Please reproduce, exactly and in full, the lines from the one containing "#![forbid(unsafe_code)]" to the end of the material below.

Start of DATA RECORDS

//! Facade crate for the proximity amenity matcher.
//!
//! This crate re-exports the core domain types and search pipeline, and
//! exposes the maps service adapter behind the `http` feature.

#![forbid(unsafe_code)]

pub use proximity_core::{
    Candidate, CandidateBatch, Category, CategoryFailure, FanOutOptions, GeoPoint, GeoPointError,
    GeocodeError, Geocoder, MatchResult, Meters, MemoryPlaceProvider, NearbyPlace, PlaceProvider,
    ProviderError, ProximityMatcher, RankedMatches, RawPlace, RetryPolicy, SearchError,
    SearchOutcome, SearchQuery, SearchQueryError, SearchSession, SessionOutcome, SessionSnapshot,
    distance, match_candidates, query_candidates,
};

#[cfg(feature = "http")]
pub use proximity_data::{ConfigError, FixtureError, FixtureProvider, MapClient, MapClientConfig};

End of DATA RECORDS

- _WRITTEN ANSWER_:
#![forbid(unsafe_code)]

pub use proximity_core::{
    Candidate, CandidateBatch, Category, CategoryFailure, FanOutOptions, GeoPoint, GeoPointError,
    GeocodeError, Geocoder, MatchResult, Meters, MemoryPlaceProvider, NearbyPlace, PlaceProvider,
    ProviderError, ProximityMatcher, RankedMatches, RawPlace, RetryPolicy, SearchError,
    SearchOutcome, SearchQuery, SearchQueryError, SearchSession, SessionOutcome, SessionSnapshot,
    distance, match_candidates, query_candidates,
};

#[cfg(feature = "http")]
pub use proximity_data::{ConfigError, FixtureError, FixtureProvider, MapClient, MapClientConfig};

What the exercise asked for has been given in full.